I knew Shalin Shah only briefly. But I can honestly say that Shalin was one of the most courageous, purpose-driven and extraordinary individuals I have ever met.
Joining the Peace Corps is not for everyone. Being a volunteer requires tremendous courage, a creative mind, and a caring heart. But perhaps most of all, a volunteer must have a passion for service and a deep commitment to helping others.
Shalin embodied each of these traits, in a way that few do. His commitment to service started long before he entered Peace Corps, when he sold water bottles at college games to raise money for UNICEF.
Shalin had nearly completed his training as a Peace Corps volunteer in Peru when he became very sick. He returned shortly thereafter to the United States.
Even while undergoing grueling treatment, he remained in close contact with Peace Corps staff and his fellow volunteers in Peru. From his room in the UCLA Medical Center, he would write to those facing challenges in their service, sharing messages of encouragement and support.

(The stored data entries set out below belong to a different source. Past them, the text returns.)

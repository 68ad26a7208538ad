use thiserror::Error;

/// Error type shared by the model layer and the config/IO layer.
#[derive(Debug, Error)]
pub enum DiceError {
    #[error("Unknown category {label} at observation {index}")]
    UnknownCategory { label: String, index: usize },
    #[error("Duplicate category {label}")]
    DuplicateCategory { label: String },
    #[error("Invalid alpha {value} at category {index}: must be finite and > 0")]
    InvalidAlpha { index: usize, value: f64 },
    #[error("Invalid fill value {value}: must be finite and >= 0, and > 0 for a cheat model")]
    InvalidFill { value: f64 },
    #[error("Invalid threshold {value}: must be finite and > 0")]
    InvalidThreshold { value: f64 },
    #[error("Shape error: {0}")]
    Shape(String),
    #[error("Unsupported in this detector mode: {0}")]
    UnsupportedMode(String),
    #[error("IO error: {0}")]
    Io(#[from] std::io::Error),
    #[error("TOML error: {0}")]
    Toml(#[from] toml::de::Error),
    #[error("Config error: {0}")]
    Config(String),
}
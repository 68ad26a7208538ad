pub mod dirichlet;
pub mod encoder;
pub mod error;
pub mod novelty;
pub mod presets;

pub use dirichlet::DirichletCategoricalModel;
pub use encoder::{CategoryEncoder, Label};
pub use error::DiceError;
pub use novelty::{
    Assessment, ModelRole, NoveltyDetector, NoveltyMode, RoleModel, CHEAT_FILL,
    DEFAULT_BAYES_FACTOR_THRESHOLD, DEFAULT_LIKELIHOOD_THRESHOLD, FAIR_FILL,
};
use crate::model::error::DiceError;
use statrs::function::gamma::{gamma, ln_gamma};
use tracing::warn;

/// K-way categorical distribution with a Dirichlet prior.
///
/// The concentration vector is fixed at construction. Updated beliefs are
/// expressed as new models, never by mutating `alpha`.
#[derive(Debug, Clone, PartialEq)]
pub struct DirichletCategoricalModel {
    alpha: Vec<f64>,
    alpha_sum: f64,
}

impl DirichletCategoricalModel {
    /// Build a prior from concentration parameters; each must be finite and > 0.
    pub fn new(alpha: Vec<f64>) -> Result<Self, DiceError> {
        if alpha.is_empty() {
            return Err(DiceError::Shape("alpha must have at least one entry".into()));
        }
        if let Some((index, &value)) = alpha
            .iter()
            .enumerate()
            .find(|(_, a)| !a.is_finite() || **a <= 0.0)
        {
            return Err(DiceError::InvalidAlpha { index, value });
        }
        Ok(Self::from_parts(alpha))
    }

    /// Symmetric prior with the same concentration for each of `k` categories.
    pub fn symmetric(k: usize, concentration: f64) -> Result<Self, DiceError> {
        Self::new(vec![concentration; k])
    }

    fn from_parts(alpha: Vec<f64>) -> Self {
        let alpha_sum = alpha.iter().sum();
        Self { alpha, alpha_sum }
    }

    pub fn alpha(&self) -> &[f64] {
        &self.alpha
    }

    pub fn alpha_sum(&self) -> f64 {
        self.alpha_sum
    }

    /// Number of categories K.
    pub fn len(&self) -> usize {
        self.alpha.len()
    }

    pub fn is_empty(&self) -> bool {
        self.alpha.is_empty()
    }

    /// True when some `alpha_k <= 1`, i.e. the MAP formula has no interior mode.
    pub fn is_degenerate(&self) -> bool {
        self.alpha.iter().any(|&a| a <= 1.0)
    }

    /// New model covering `n_new` additional categories, each with concentration `fill`.
    ///
    /// A fill of exactly 0 marks the new categories as structural zeros: the
    /// model puts no prior mass on them.
    pub fn extended(&self, n_new: usize, fill: f64) -> Result<Self, DiceError> {
        validate_fill(fill)?;
        Ok(self.append(n_new, fill))
    }

    pub(crate) fn append(&self, n_new: usize, fill: f64) -> Self {
        let alpha = self
            .alpha
            .iter()
            .copied()
            .chain(std::iter::repeat(fill).take(n_new))
            .collect();
        Self::from_parts(alpha)
    }

    /// Dirichlet-Categorical marginal likelihood of a count vector.
    ///
    /// `Γ(A)/Γ(n+A) · Π_k Γ(c_k+α_k)/Γ(α_k)`. Gamma overflows once `n + A`
    /// reaches the low hundreds; use [`Self::log_marginal`] for real data.
    pub fn marginal(&self, counts: &[u64]) -> Result<f64, DiceError> {
        self.check_counts(counts)?;
        let n = total(counts);
        let reg = gamma(self.alpha_sum) / gamma(n + self.alpha_sum);
        let product: f64 = counts
            .iter()
            .zip(&self.alpha)
            .map(|(&c, &a)| {
                if a == 0.0 {
                    if c == 0 { 1.0 } else { 0.0 }
                } else {
                    gamma(c as f64 + a) / gamma(a)
                }
            })
            .product();
        Ok(reg * product)
    }

    /// Same quantity as [`Self::marginal`], named for the "likelihood of data given prior" reading.
    pub fn likelihood(&self, counts: &[u64]) -> Result<f64, DiceError> {
        self.marginal(counts)
    }

    /// Log of the marginal likelihood computed with log-gamma.
    pub fn log_marginal(&self, counts: &[u64]) -> Result<f64, DiceError> {
        self.check_counts(counts)?;
        let n = total(counts);
        let reg = ln_gamma(self.alpha_sum) - ln_gamma(n + self.alpha_sum);
        let terms: f64 = counts
            .iter()
            .zip(&self.alpha)
            .map(|(&c, &a)| {
                if a == 0.0 {
                    if c == 0 { 0.0 } else { f64::NEG_INFINITY }
                } else {
                    ln_gamma(c as f64 + a) - ln_gamma(a)
                }
            })
            .sum();
        Ok(reg + terms)
    }

    /// MAP estimate of the categorical parameters:
    /// `(c_k + α_k - 1) / (n + Σ(α_k - 1))`.
    ///
    /// When some `α_k <= 1` the value is still returned as computed but is not
    /// an interior mode and may fall outside the probability simplex.
    pub fn map(&self, counts: &[u64]) -> Result<Vec<f64>, DiceError> {
        self.check_counts(counts)?;
        if self.is_degenerate() {
            warn!(
                alpha = ?self.alpha,
                "MAP requested with alpha <= 1; result is not an interior mode"
            );
        }
        let n = total(counts);
        let prior_exponent: f64 = self.alpha.iter().map(|a| a - 1.0).sum();
        let denom = n + prior_exponent;
        Ok(counts
            .iter()
            .zip(&self.alpha)
            .map(|(&c, &a)| (c as f64 + a - 1.0) / denom)
            .collect())
    }

    fn check_counts(&self, counts: &[u64]) -> Result<(), DiceError> {
        if counts.len() != self.alpha.len() {
            return Err(DiceError::Shape(format!(
                "count vector has {} categories, model has {}",
                counts.len(),
                self.alpha.len()
            )));
        }
        Ok(())
    }
}

pub(crate) fn validate_fill(fill: f64) -> Result<(), DiceError> {
    if !fill.is_finite() || fill < 0.0 {
        return Err(DiceError::InvalidFill { value: fill });
    }
    Ok(())
}

fn total(counts: &[u64]) -> f64 {
    counts.iter().sum::<u64>() as f64
}
use crate::cli::MapModel;
use crate::commands::shared;
use crate::io::report::{ReportWriter, SCORE_HEADER};
use crate::model::{DiceError, ModelRole};
use anyhow::{bail, Result};
use std::borrow::Cow;
use std::io::Write;
use std::path::PathBuf;
use tracing::{info, warn};

#[allow(clippy::too_many_arguments)]
pub fn run(
    config: PathBuf,
    observations: PathBuf,
    delimiter: Option<String>,
    threshold: Option<f64>,
    map_model: MapModel,
    extend: bool,
    output: Option<PathBuf>,
) -> Result<()> {
    let (mut detector, batches) =
        shared::load_inputs(&config, &observations, delimiter.as_deref())?;
    let role = ModelRole::from(map_model);
    if role == ModelRole::Cheat && !detector.mode().is_dual() {
        bail!("--map-model cheat needs a [cheat] prior in {}", config.display());
    }

    let mut report = ReportWriter::new(shared::open_output(output)?, &SCORE_HEADER)?;
    let mut novel = 0usize;
    for batch in &batches {
        let mut status = "ok";
        if extend {
            let grown = match detector.extend_for(&batch.labels) {
                Cow::Owned(grown) => Some(grown),
                Cow::Borrowed(_) => None,
            };
            if let Some(grown) = grown {
                info!(
                    batch = %batch.id,
                    categories = grown.categories().len(),
                    "extended category set"
                );
                detector = grown;
                status = "extended";
            }
        }

        match detector.assess(&batch.labels, threshold, role) {
            Ok(assessment) => {
                if assessment.novel {
                    novel += 1;
                }
                report.write_assessment(&batch.id, &assessment, status)?;
            }
            Err(DiceError::UnknownCategory { label, .. }) => {
                warn!(batch = %batch.id, %label, "batch has unknown category; skipping");
                report.write_failure(&batch.id, batch.labels.len(), "unknown-category")?;
            }
            Err(e) => return Err(e.into()),
        }
    }

    info!(batches = report.rows(), novel, "scoring complete");
    report.finish()?.flush()?;
    Ok(())
}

Everywhere he went, he wore his Peace Corps hat, and that is how everyone in the hospital came to know him - "the Peace Corps volunteer."
But one thing was missing. At the time he left the program, he had just one week of training to go before being sworn in as an official volunteer.
It was one of the greatest honors of my time as Peace Corps Director to help fulfill Shalin's dream to be sworn in as a Peace Corps volunteer.
The photograph we took from his swearing-in in the hospital lobby sits on my desk in Washington and reminds me, each and every day, of Shalin's dream to inspire people to embrace life passionately and to live life to the fullest, no matter what your circumstance.
Many Peace Corps volunteers around the world have recommitted themselves to service as a way to honor Shalin's memory. His story has brought people together across borders and divides of all kinds and inspired our Peace Corps family to think more deeply than ever about the legacy that each of us hopes to leave behind.
I can think of no better example of a Peace Corps volunteer in action.
The movement that Shalin inspired called on millions of people around the world to find beauty in each moment and reflect on the gift of life... and in so doing, he has motivated us to be our very best.
He reminded us that even when the day draws to a close, we are blessed with one glorious burst of light.
He reminded us that the opposite of death is not life, it is purpose. Our stories only come to an end when the reasons to keep telling them fade away, and that is why I know that Shalin's legacy of love and light will live on forever.